- _What to work on_: Return, word for word, the lines of the listing below from the one with "task availability. \" through the one with "long_about = None)]", and no other lines.

- _Given data_:
* * * * * * * * *

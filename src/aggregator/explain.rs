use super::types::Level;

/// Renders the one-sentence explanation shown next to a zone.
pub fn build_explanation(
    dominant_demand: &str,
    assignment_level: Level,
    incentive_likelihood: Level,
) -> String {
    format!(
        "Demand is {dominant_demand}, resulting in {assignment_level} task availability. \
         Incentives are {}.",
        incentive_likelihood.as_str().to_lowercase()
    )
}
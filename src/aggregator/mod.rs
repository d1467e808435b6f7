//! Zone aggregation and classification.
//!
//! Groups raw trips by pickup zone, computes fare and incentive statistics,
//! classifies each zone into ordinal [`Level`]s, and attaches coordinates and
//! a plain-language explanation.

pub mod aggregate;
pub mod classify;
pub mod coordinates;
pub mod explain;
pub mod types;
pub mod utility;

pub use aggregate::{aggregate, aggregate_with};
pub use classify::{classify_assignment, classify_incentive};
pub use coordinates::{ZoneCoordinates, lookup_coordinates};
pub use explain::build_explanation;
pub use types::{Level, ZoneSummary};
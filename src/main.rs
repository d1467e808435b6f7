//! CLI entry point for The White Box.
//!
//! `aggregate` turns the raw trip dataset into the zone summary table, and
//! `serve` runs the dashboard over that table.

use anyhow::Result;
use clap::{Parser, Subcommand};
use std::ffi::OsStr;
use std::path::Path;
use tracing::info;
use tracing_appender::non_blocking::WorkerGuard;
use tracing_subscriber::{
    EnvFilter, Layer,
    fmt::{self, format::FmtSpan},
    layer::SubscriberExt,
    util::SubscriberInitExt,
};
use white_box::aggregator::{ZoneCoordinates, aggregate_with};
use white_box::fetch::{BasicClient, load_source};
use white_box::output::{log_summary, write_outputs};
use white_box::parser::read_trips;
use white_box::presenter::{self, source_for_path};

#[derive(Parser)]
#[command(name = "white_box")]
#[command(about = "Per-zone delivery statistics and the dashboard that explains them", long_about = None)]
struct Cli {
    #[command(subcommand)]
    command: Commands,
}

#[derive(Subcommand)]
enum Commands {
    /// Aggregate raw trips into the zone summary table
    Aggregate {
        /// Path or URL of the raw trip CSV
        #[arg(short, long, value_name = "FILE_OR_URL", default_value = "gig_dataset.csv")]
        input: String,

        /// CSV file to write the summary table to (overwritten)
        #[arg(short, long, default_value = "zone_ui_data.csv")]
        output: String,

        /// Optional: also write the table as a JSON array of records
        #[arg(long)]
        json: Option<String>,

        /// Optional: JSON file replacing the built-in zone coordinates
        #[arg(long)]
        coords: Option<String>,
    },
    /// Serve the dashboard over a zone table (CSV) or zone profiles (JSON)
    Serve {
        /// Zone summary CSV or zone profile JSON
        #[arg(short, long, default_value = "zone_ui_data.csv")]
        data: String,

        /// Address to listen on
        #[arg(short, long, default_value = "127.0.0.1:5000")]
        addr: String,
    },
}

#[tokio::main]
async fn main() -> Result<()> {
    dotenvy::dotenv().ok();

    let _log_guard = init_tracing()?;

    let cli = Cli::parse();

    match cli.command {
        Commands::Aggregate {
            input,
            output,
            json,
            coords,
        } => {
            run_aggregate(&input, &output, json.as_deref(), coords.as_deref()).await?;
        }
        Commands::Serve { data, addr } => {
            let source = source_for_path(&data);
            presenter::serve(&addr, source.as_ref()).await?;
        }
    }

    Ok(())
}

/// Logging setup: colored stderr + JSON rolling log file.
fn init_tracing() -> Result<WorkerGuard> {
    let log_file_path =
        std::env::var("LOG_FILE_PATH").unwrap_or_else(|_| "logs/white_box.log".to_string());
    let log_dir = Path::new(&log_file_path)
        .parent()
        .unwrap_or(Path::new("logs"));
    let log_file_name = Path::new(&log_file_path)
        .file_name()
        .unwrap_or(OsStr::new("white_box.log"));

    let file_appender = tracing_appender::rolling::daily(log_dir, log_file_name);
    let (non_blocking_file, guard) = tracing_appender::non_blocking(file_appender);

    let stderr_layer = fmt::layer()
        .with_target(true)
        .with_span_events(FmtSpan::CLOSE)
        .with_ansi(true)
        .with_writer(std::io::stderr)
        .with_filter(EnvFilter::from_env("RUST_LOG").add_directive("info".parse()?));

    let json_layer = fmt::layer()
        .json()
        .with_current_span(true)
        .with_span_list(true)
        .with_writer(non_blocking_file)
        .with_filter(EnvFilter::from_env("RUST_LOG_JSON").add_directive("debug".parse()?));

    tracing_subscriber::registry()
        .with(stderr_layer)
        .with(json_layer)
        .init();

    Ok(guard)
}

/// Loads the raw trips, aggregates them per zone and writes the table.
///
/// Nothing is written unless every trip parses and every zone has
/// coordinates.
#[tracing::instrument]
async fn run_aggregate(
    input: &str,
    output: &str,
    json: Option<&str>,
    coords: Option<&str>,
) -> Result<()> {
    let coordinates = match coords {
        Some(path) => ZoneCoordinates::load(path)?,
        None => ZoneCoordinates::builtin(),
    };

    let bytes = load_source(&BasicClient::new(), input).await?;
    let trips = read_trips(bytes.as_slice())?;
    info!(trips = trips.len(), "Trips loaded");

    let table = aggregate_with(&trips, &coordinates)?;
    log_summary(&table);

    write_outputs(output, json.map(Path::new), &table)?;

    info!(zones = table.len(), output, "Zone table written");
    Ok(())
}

* * * * * * * * *

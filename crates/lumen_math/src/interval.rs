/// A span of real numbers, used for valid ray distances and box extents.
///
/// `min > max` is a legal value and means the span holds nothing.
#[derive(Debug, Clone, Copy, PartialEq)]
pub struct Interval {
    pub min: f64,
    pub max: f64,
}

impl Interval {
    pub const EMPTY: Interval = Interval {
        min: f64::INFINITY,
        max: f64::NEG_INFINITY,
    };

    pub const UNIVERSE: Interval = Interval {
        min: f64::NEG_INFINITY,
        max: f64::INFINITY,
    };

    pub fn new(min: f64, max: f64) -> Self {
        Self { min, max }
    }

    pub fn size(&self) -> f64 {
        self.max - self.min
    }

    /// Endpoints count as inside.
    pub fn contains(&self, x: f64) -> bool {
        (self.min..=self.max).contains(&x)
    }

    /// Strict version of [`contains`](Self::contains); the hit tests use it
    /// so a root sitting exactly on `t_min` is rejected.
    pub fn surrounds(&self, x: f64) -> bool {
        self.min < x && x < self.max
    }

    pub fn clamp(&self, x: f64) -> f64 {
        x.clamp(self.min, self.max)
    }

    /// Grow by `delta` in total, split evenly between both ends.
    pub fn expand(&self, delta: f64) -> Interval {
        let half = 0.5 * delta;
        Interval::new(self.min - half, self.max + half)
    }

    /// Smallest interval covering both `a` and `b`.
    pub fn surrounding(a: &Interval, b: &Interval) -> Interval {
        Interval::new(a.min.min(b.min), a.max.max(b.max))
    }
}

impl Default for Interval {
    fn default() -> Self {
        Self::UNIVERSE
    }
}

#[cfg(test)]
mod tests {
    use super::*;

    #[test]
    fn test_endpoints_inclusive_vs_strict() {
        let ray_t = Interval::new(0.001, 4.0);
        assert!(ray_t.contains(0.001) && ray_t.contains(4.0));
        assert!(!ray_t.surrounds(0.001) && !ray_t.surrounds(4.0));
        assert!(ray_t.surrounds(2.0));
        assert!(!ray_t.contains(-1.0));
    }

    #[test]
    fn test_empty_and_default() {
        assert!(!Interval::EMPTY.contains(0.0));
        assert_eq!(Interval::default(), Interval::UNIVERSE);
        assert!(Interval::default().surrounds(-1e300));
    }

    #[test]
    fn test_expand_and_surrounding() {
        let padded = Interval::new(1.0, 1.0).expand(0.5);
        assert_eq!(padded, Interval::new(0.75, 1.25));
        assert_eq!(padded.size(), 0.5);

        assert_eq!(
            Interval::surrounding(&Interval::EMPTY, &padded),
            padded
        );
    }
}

* * * * * * * * *

- _Exercise response_:
        "Demand is {dominant_demand}, resulting in {assignment_level} task availability. \
         Incentives are {}.",
        incentive_likelihood.as_str().to_lowercase()
    )
}
filename src/aggregator/mod.rs
repository d1467e808435b6f7
//! Zone aggregation and classification.
//!
//! Groups raw trips by pickup zone, computes fare and incentive statistics,
//! classifies each zone into ordinal [`Level`]s, and attaches coordinates and
//! a plain-language explanation.

pub mod aggregate;
pub mod classify;
pub mod coordinates;
pub mod explain;
pub mod types;
pub mod utility;

pub use aggregate::{aggregate, aggregate_with};
pub use classify::{classify_assignment, classify_incentive};
pub use coordinates::{ZoneCoordinates, lookup_coordinates};
pub use explain::build_explanation;
pub use types::{Level, ZoneSummary};
filename src/main.rs
repository d1467e808435b6f7
//! CLI entry point for The White Box.
//!
//! `aggregate` turns the raw trip dataset into the zone summary table, and
//! `serve` runs the dashboard over that table.

use anyhow::Result;
use clap::{Parser, Subcommand};
use std::ffi::OsStr;
use std::path::Path;
use tracing::info;
use tracing_appender::non_blocking::WorkerGuard;
use tracing_subscriber::{
    EnvFilter, Layer,
    fmt::{self, format::FmtSpan},
    layer::SubscriberExt,
    util::SubscriberInitExt,
};
use white_box::aggregator::{ZoneCoordinates, aggregate_with};
use white_box::fetch::{BasicClient, load_source};
use white_box::output::{log_summary, write_outputs};
use white_box::parser::read_trips;
use white_box::presenter::{self, source_for_path};

#[derive(Parser)]
#[command(name = "white_box")]
#[command(about = "Per-zone delivery statistics and the dashboard that explains them", long_about = None)]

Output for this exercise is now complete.